Tumulte politique en Pologne après que Duda s’est engagé à signer la loi sur la commission du Kremlin

Le président polonais affirme qu’une nouvelle commission est censée extirper l’influence du Kremlin, l’opposition craint qu’il n’ait « déclenché une guerre civile polonaise ».

VARSOVIE – Le président polonais Andrzej Duda a déclaré lundi qu’il signerait un projet de loi controversé créant une commission chargée d’enquêter sur l’influence russe sur la politique polonaise qui pourrait interdire aux personnes d’exercer des fonctions publiques pendant une décennie.

Duda et le gouvernement du parti Droit et justice (PiS) disent qu’il s’agit d’un effort pour extirper les agents du Kremlin en Pologne, mais l’opposition avertit que la commission vise à harceler les rivaux politiques – en particulier Donald Tusk, ancien Premier ministre et président du Conseil européen qui dirige le parti d’opposition Plateforme civique – avant les élections législatives cruciales de cet automne.

La décision risque d’aggraver les relations déjà tendues entre Varsovie et Bruxelles, la Commission européenne gelant des milliards de dollars en espèces pour la récupération de la pandémie dans l’UE, craignant que le gouvernement polonais ne revienne sur les principes démocratiques du bloc.

La loi sur la commission a été approuvée de justesse par le parlement polonais vendredi soir après un débat houleux ; La décision de Duda de l’inscrire rapidement dans la loi a anéanti l’espoir qu’il se distancierait de la loi.

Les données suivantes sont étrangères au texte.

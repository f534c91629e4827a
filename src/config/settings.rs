//! Configuration settings for Snakk.

use serde::{Deserialize, Serialize};
use std::path::PathBuf;

/// Root configuration structure.
#[derive(Debug, Clone, Serialize, Deserialize, Default)]
#[serde(default)]
pub struct Settings {
    pub general: GeneralSettings,
    pub scraper: ScraperSettings,
    pub gemini: GeminiSettings,
    pub chat: ChatSettings,
}

/// General application settings.
#[derive(Debug, Clone, Serialize, Deserialize)]
#[serde(default)]
pub struct GeneralSettings {
    /// Directory for storing application data.
    pub data_dir: String,
    /// Directory where transcript documents and metadata.json are written.
    pub transcript_dir: String,
    /// Log level used when no -v flag is given (trace, debug, info, warn, error).
    pub log_level: String,
}

impl Default for GeneralSettings {
    fn default() -> Self {
        Self {
            data_dir: "~/.snakk".to_string(),
            transcript_dir: "~/.snakk/transcripts".to_string(),
            log_level: "warn".to_string(),
        }
    }
}

/// Scraper (Apify) settings.
#[derive(Debug, Clone, Serialize, Deserialize)]
#[serde(default)]
pub struct ScraperSettings {
    /// Apify actor to run, in REST id form (`user~actor-name`).
    pub actor: String,
    /// Default maximum videos to fetch per source URL.
    pub max_videos: u32,
    /// Maximum scrape calls in flight at once during a batch.
    pub max_concurrent: usize,
    /// Overall time budget for one source (run + poll + dataset fetch).
    pub source_timeout_seconds: u64,
    /// Interval between actor run status polls.
    pub poll_interval_seconds: u64,
    /// Subtitle language requested from the actor.
    pub subtitles_language: String,
    /// Subtitle format requested from the actor.
    pub subtitles_format: String,
    /// Memory to allocate when running in task mode.
    pub task_memory_mbytes: u32,
}

impl Default for ScraperSettings {
    fn default() -> Self {
        Self {
            actor: "streamers~youtube-scraper".to_string(),
            max_videos: 50,
            max_concurrent: 4,
            // Actor runs routinely take minutes per source.
            source_timeout_seconds: 900,
            poll_interval_seconds: 5,
            subtitles_language: "en".to_string(),
            subtitles_format: "plaintext".to_string(),
            task_memory_mbytes: 1024,
        }
    }
}

/// Gemini API settings.
#[derive(Debug, Clone, Serialize, Deserialize)]
#[serde(default)]
pub struct GeminiSettings {
    /// Model used for chat completions.
    pub model: String,
    /// Interval between file state polls while an upload is processing.
    pub upload_poll_seconds: u64,
    /// How long to wait for an uploaded file to become active.
    pub upload_timeout_seconds: u64,
    /// Retries for transient API failures (429/5xx/transport).
    pub max_retries: usize,
    /// Initial retry backoff in milliseconds.
    pub initial_backoff_ms: u64,
    /// Backoff cap in milliseconds.
    pub max_backoff_ms: u64,
}

impl Default for GeminiSettings {
    fn default() -> Self {
        Self {
            model: "gemini-2.5-flash".to_string(),
            upload_poll_seconds: 2,
            upload_timeout_seconds: 120,
            max_retries: 3,
            initial_backoff_ms: 500,
            max_backoff_ms: 8000,
        }
    }
}

/// Chat session settings.
#[derive(Debug, Clone, Serialize, Deserialize)]
#[serde(default)]
pub struct ChatSettings {
    /// Maximum conversation messages kept before trimming the oldest.
    pub max_history: usize,
}

impl Default for ChatSettings {
    fn default() -> Self {
        Self { max_history: 30 }
    }
}

impl Settings {
    /// Load settings from the default configuration file.
    pub fn load() -> crate::error::Result<Self> {
        Self::load_from(None)
    }

    /// Load settings from a specific path, or default location if None.
    pub fn load_from(path: Option<&PathBuf>) -> crate::error::Result<Self> {
        let config_path = match path {
            Some(p) => p.clone(),
            None => Self::default_config_path(),
        };

        if config_path.exists() {
            let content = std::fs::read_to_string(&config_path)?;
            let settings: Settings = toml::from_str(&content)?;
            Ok(settings)
        } else {
            Ok(Settings::default())
        }
    }

    /// Save settings to the default configuration file.
    pub fn save(&self) -> crate::error::Result<()> {
        self.save_to(&Self::default_config_path())
    }

    /// Save settings to a specific path.
    pub fn save_to(&self, path: &PathBuf) -> crate::error::Result<()> {
        if let Some(parent) = path.parent() {
            std::fs::create_dir_all(parent)?;
        }
        let content = toml::to_string_pretty(self)
            .map_err(|e| crate::error::SnakkError::Config(e.to_string()))?;
        std::fs::write(path, content)?;
        Ok(())
    }

    /// Get the default configuration file path.
    pub fn default_config_path() -> PathBuf {
        dirs::config_dir()
            .unwrap_or_else(|| PathBuf::from("."))
            .join("snakk")
            .join("config.toml")
    }

    /// Expand shell variables in paths (e.g., ~).
    pub fn expand_path(path: &str) -> PathBuf {
        PathBuf::from(shellexpand::tilde(path).to_string())
    }

    /// Get the expanded data directory path.
    pub fn data_dir(&self) -> PathBuf {
        Self::expand_path(&self.general.data_dir)
    }

    /// Get the expanded transcript output directory path.
    pub fn transcript_dir(&self) -> PathBuf {
        Self::expand_path(&self.general.transcript_dir)
    }
}

#[cfg(test)]
mod tests {
    use super::*;

    #[test]
    fn test_defaults_parse_from_empty_toml() {
        let settings: Settings = toml::from_str("").unwrap();
        assert_eq!(settings.scraper.max_videos, 50);
        assert_eq!(settings.scraper.actor, "streamers~youtube-scraper");
        assert_eq!(settings.gemini.model, "gemini-2.5-flash");
        assert_eq!(settings.chat.max_history, 30);
    }

    #[test]
    fn test_partial_section_keeps_other_defaults() {
        let settings: Settings = toml::from_str(
            r#"
            [scraper]
            max_videos = 10
            max_concurrent = 2
            "#,
        )
        .unwrap();
        assert_eq!(settings.scraper.max_videos, 10);
        assert_eq!(settings.scraper.max_concurrent, 2);
        assert_eq!(settings.scraper.poll_interval_seconds, 5);
        assert_eq!(settings.general.log_level, "warn");
    }
}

Duda a dit qu’il enverrait également la loi pour qu’elle soit examinée par le Tribunal constitutionnel – une haute cour dominée par les loyalistes du PiS – mais cela n’empêchera pas la commission de commencer ses travaux.

« Les gens ont le droit de savoir », Duda a dit dans une émission pour annoncer sa décision, ajoutant : « Le public devrait se forger sa propre opinion sur la façon dont… les élus aux élections générales… comprenaient les intérêts de la République de Pologne, si ces intérêts étaient effectivement correctement exécutés ».

Opposition en colère

L’opposition a dénoncé la commission comme une arme politique conçue pour intimider les rivaux du PiS avant une élection qu’il pourrait perdre.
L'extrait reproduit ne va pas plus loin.